Tornare in Val di Susa oggi significa assistere ad un processo più unico che raro nel frammentato panorama politico italiano. Attraversare la maestosità e la bellezza della natura in questa valle che fa gola a troppi imprenditori, politici e faccendieri significa cavalcare in groppa al più grande nervo scoperto della cultura sociale, politica ed economica del fu Belpaese. Significa tastare con mano il ribaltamento delle forze in campo e della consuetudinaria quanto troppo sbandierata democrazia italiota.
La giornata, per quanto sia stata ricca e densa di interventi e partecipazione, si racconta per strada, nella facce e nei cartelli che si incontrano nei lunghi 8 chilometri che da Bussoleno portano all’imbocco della Valle che da lì in poi diventa più stretta e rigogliosa. Ci sono tutti coloro che devono esserci, come da anni oramai. Gli amministratori ed i cittadini della Val Susa, gli attivisti dai centri sociali di tutta Italia, i parenti e gli amici degli arrestati lo scorso 26 Gennaio su mandato del super-procuratore Caselli, il popolo dei beni comuni, le associazioni ambientaliste, le famiglie, i bambini, qualche partito politico, qualche sindacato e gli anziani ciclisti come Mario.
La manifestazione è pacifica e il corteo procede senza particolari problemi lungo il percorso stabilito. Gli slogan e gli interventi che si susseguono rimarcano con fermezza la chiara richiesta di libertà per tutti i manifestanti raggiunti da misure cautelari nel gennaio scorso. “La lotta per i beni comuni non si arresta” è il leit-motiv della giornata urlato dalle migliaia di persone che, instancabili e sorridenti, sono tutt’altro che scalfiti dai corpi estranei che hanno militarizzato il cantiere di Chiomonte e che prossimamente si apprestano a potenziare la loro presenza.

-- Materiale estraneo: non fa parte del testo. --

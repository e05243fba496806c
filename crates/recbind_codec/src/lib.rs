//! # recbind codec
//!
//! Conversion between in-memory attribute values and the value kinds a
//! record store can hold.
//!
//! This crate provides:
//! - [`Value`], the closed set of storage kinds (integer, float, text,
//!   bytes, list, map)
//! - [`FieldValue`] and [`TypeDescriptor`], the in-memory side
//! - the [`Codec`] trait and its built-in implementations
//! - [`CodecRegistry`], which picks a codec for a declared type
//!
//! ## Usage
//!
//! ```
//! use recbind_codec::{AttributeOptions, CodecRegistry, FieldValue, TypeDescriptor, Value};
//!
//! let registry = CodecRegistry::new();
//! let codec = registry
//!     .resolve(&TypeDescriptor::Bool, &AttributeOptions::default())
//!     .unwrap();
//!
//! let stored = codec.to_storage(&TypeDescriptor::Bool, &FieldValue::Bool(true)).unwrap();
//! assert_eq!(stored, Value::Integer(1));
//! ```

#![deny(unsafe_code)]
#![warn(missing_docs)]

mod codec;
mod collection;
mod error;
mod json;
mod native;
mod registry;
mod value;

pub use codec::{
    BoolCodec, Codec, EnumCodec, FixedPointCodec, PassThroughCodec, TimestampCodec, WideningCodec,
};
pub use collection::CollectionCodec;
pub use error::{CodecError, CodecResult};
pub use json::{to_json, JsonCodec};
pub use native::{FieldValue, TypeDescriptor};
pub use registry::{AttributeOptions, CodecRegistry};
pub use value::{AttributeMap, Value};
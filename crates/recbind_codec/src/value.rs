//! Storage value kinds.

use serde::{Deserialize, Serialize};
use std::collections::BTreeMap;

/// A full or partial set of record attributes, keyed by storage name.
pub type AttributeMap = BTreeMap<String, Value>;

/// A value the storage engine can hold in a record attribute.
///
/// This is deliberately a closed set: every in-memory type must be
/// converted to one of these kinds by a codec before it is written.
///
/// Equality on floats is bitwise, so `NaN == NaN` and `0.0 != -0.0`.
/// The change cache relies on this to treat a rewritten, unmodified
/// float as unchanged.
#[derive(Debug, Clone, Serialize, Deserialize)]
pub enum Value {
    /// Signed 64-bit integer.
    Integer(i64),
    /// 64-bit float.
    Float(f64),
    /// UTF-8 text.
    Text(String),
    /// Byte sequence.
    Bytes(Vec<u8>),
    /// Ordered list of values.
    List(Vec<Value>),
    /// String-keyed map of values.
    Map(BTreeMap<String, Value>),
}

impl PartialEq for Value {
    fn eq(&self, other: &Self) -> bool {
        match (self, other) {
            (Value::Integer(a), Value::Integer(b)) => a == b,
            (Value::Float(a), Value::Float(b)) => a.to_bits() == b.to_bits(),
            (Value::Text(a), Value::Text(b)) => a == b,
            (Value::Bytes(a), Value::Bytes(b)) => a == b,
            (Value::List(a), Value::List(b)) => a == b,
            (Value::Map(a), Value::Map(b)) => a == b,
            _ => false,
        }
    }
}

impl Value {
    /// Returns the name of this value's kind, used in error messages.
    pub fn kind(&self) -> &'static str {
        match self {
            Value::Integer(_) => "integer",
            Value::Float(_) => "float",
            Value::Text(_) => "text",
            Value::Bytes(_) => "bytes",
            Value::List(_) => "list",
            Value::Map(_) => "map",
        }
    }

    /// Get this value as an integer, if it is one.
    pub fn as_integer(&self) -> Option<i64> {
        match self {
            Value::Integer(n) => Some(*n),
            _ => None,
        }
    }

    /// Get this value as a float, if it is one.
    pub fn as_float(&self) -> Option<f64> {
        match self {
            Value::Float(f) => Some(*f),
            _ => None,
        }
    }

    /// Get this value as a string, if it is text.
    pub fn as_text(&self) -> Option<&str> {
        match self {
            Value::Text(s) => Some(s),
            _ => None,
        }
    }

    /// Get this value as bytes, if it is a byte sequence.
    pub fn as_bytes(&self) -> Option<&[u8]> {
        match self {
            Value::Bytes(b) => Some(b),
            _ => None,
        }
    }

    /// Get this value as a list, if it is one.
    pub fn as_list(&self) -> Option<&[Value]> {
        match self {
            Value::List(l) => Some(l),
            _ => None,
        }
    }

    /// Get this value as a map, if it is one.
    pub fn as_map(&self) -> Option<&BTreeMap<String, Value>> {
        match self {
            Value::Map(m) => Some(m),
            _ => None,
        }
    }

    /// Look up a key in this map value.
    pub fn get(&self, key: &str) -> Option<&Value> {
        self.as_map().and_then(|m| m.get(key))
    }

    /// Returns true for lists and maps.
    pub fn is_composite(&self) -> bool {
        matches!(self, Value::List(_) | Value::Map(_))
    }
}

impl From<i64> for Value {
    fn from(n: i64) -> Self {
        Value::Integer(n)
    }
}

impl From<i32> for Value {
    fn from(n: i32) -> Self {
        Value::Integer(i64::from(n))
    }
}

impl From<f64> for Value {
    fn from(f: f64) -> Self {
        Value::Float(f)
    }
}

impl From<String> for Value {
    fn from(s: String) -> Self {
        Value::Text(s)
    }
}

impl From<&str> for Value {
    fn from(s: &str) -> Self {
        Value::Text(s.to_string())
    }
}

impl From<Vec<u8>> for Value {
    fn from(b: Vec<u8>) -> Self {
        Value::Bytes(b)
    }
}

impl From<Vec<Value>> for Value {
    fn from(v: Vec<Value>) -> Self {
        Value::List(v)
    }
}

impl From<BTreeMap<String, Value>> for Value {
    fn from(m: BTreeMap<String, Value>) -> Self {
        Value::Map(m)
    }
}
//! Authentication: token issuance and request extractors.
//!
//! This module provides extractors for:
//! - `AuthUser` - required bearer-token authentication
//! - `MaybeUser` - optional authentication that never rejects
//!
//! Tokens are HS256 JWTs signed with the configured shared secret and
//! expire [`TOKEN_TTL_SECONDS`] after issuance.

use std::convert::Infallible;
use std::sync::Arc;

use axum::extract::FromRequestParts;
use axum::http::request::Parts;
use chrono::Utc;
use jsonwebtoken::{decode, encode, Algorithm, DecodingKey, EncodingKey, Header, Validation};
use serde::{Deserialize, Serialize};

use crate::error::ApiError;
use crate::state::AppState;

/// Token lifetime: one hour from issuance.
pub const TOKEN_TTL_SECONDS: i64 = 3600;

/// JWT claims carried by RoadRater tokens.
#[derive(Debug, Clone, Serialize, Deserialize)]
pub struct Claims {
    /// The authenticated user's id.
    #[serde(rename = "userId")]
    pub user_id: i64,

    /// Issued at (unix seconds).
    pub iat: i64,

    /// Expiration time (unix seconds).
    pub exp: i64,
}

/// Sign a token for a user, valid for one hour.
///
/// # Errors
///
/// Returns `ApiError::Internal` if signing fails.
pub fn issue_token(user_id: i64, secret: &str) -> Result<String, ApiError> {
    let now = Utc::now().timestamp();
    let claims = Claims {
        user_id,
        iat: now,
        exp: now + TOKEN_TTL_SECONDS,
    };
    encode(
        &Header::default(),
        &claims,
        &EncodingKey::from_secret(secret.as_bytes()),
    )
    .map_err(|e| ApiError::Internal(format!("failed to sign token: {e}")))
}

fn extract_bearer(parts: &Parts) -> Option<&str> {
    parts
        .headers
        .get("authorization")?
        .to_str()
        .ok()?
        .strip_prefix("Bearer ")
}

/// Verify a token's signature and expiry; returns the user id on
/// success and `None` for any failure, without distinguishing the
/// cause.
fn verify_token(token: &str, secret: &str) -> Option<i64> {
    let validation = Validation::new(Algorithm::HS256);
    match decode::<Claims>(
        token,
        &DecodingKey::from_secret(secret.as_bytes()),
        &validation,
    ) {
        Ok(data) => Some(data.claims.user_id),
        Err(e) => {
            tracing::debug!(error = %e, "Token verification failed");
            None
        }
    }
}

/// An authenticated user. Rejects with 401 when the header is missing
/// or the token fails verification.
#[derive(Debug, Clone, Copy)]
pub struct AuthUser {
    /// The authenticated user's id.
    pub user_id: i64,
}

impl FromRequestParts<Arc<AppState>> for AuthUser {
    type Rejection = ApiError;

    fn from_request_parts<'life0, 'life1, 'async_trait>(
        parts: &'life0 mut Parts,
        state: &'life1 Arc<AppState>,
    ) -> ::core::pin::Pin<
        Box<
            dyn ::core::future::Future<Output = Result<Self, Self::Rejection>>
                + ::core::marker::Send
                + 'async_trait,
        >,
    >
    where
        'life0: 'async_trait,
        'life1: 'async_trait,
        Self: 'async_trait,
    {
        Box::pin(async move {
            let token = extract_bearer(parts)
                .ok_or_else(|| ApiError::Unauthorized("Authentication required".to_string()))?;

            let user_id = verify_token(token, &state.config.jwt_secret)
                .ok_or_else(|| ApiError::Unauthorized("Invalid or expired token".to_string()))?;

            Ok(AuthUser { user_id })
        })
    }
}

/// Optional authentication: carries the user id when a valid token was
/// supplied, and `None` otherwise. Never rejects the request.
#[derive(Debug, Clone, Copy)]
pub struct MaybeUser(pub Option<i64>);

impl FromRequestParts<Arc<AppState>> for MaybeUser {
    type Rejection = Infallible;

    fn from_request_parts<'life0, 'life1, 'async_trait>(
        parts: &'life0 mut Parts,
        state: &'life1 Arc<AppState>,
    ) -> ::core::pin::Pin<
        Box<
            dyn ::core::future::Future<Output = Result<Self, Self::Rejection>>
                + ::core::marker::Send
                + 'async_trait,
        >,
    >
    where
        'life0: 'async_trait,
        'life1: 'async_trait,
        Self: 'async_trait,
    {
        Box::pin(async move {
            let user_id =
                extract_bearer(parts).and_then(|token| verify_token(token, &state.config.jwt_secret));

            Ok(MaybeUser(user_id))
        })
    }
}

“Le leggi ingiuste si ignorano” rilancia il leader dei NoTav, Alberto Perino, facendo riferimento alle scadenze delle prossime settimane, quando si procederà all’allargamento del cantiere per la costruzione della linea ad Alta Velocità che interesserà 3 ettari di terreni circostanti e di cui la metà (più di un ettaro) è di proprietà del comitato Notav. I valligiani promettono forme di disobbedienza e resistenza volte ad impedire questa “invasione” indesiderata chiamata esproprio, come rifiutano la legge che vieta qualsiasi accesso al cantiere perché considerato “sito di interesse strategico nazionale”.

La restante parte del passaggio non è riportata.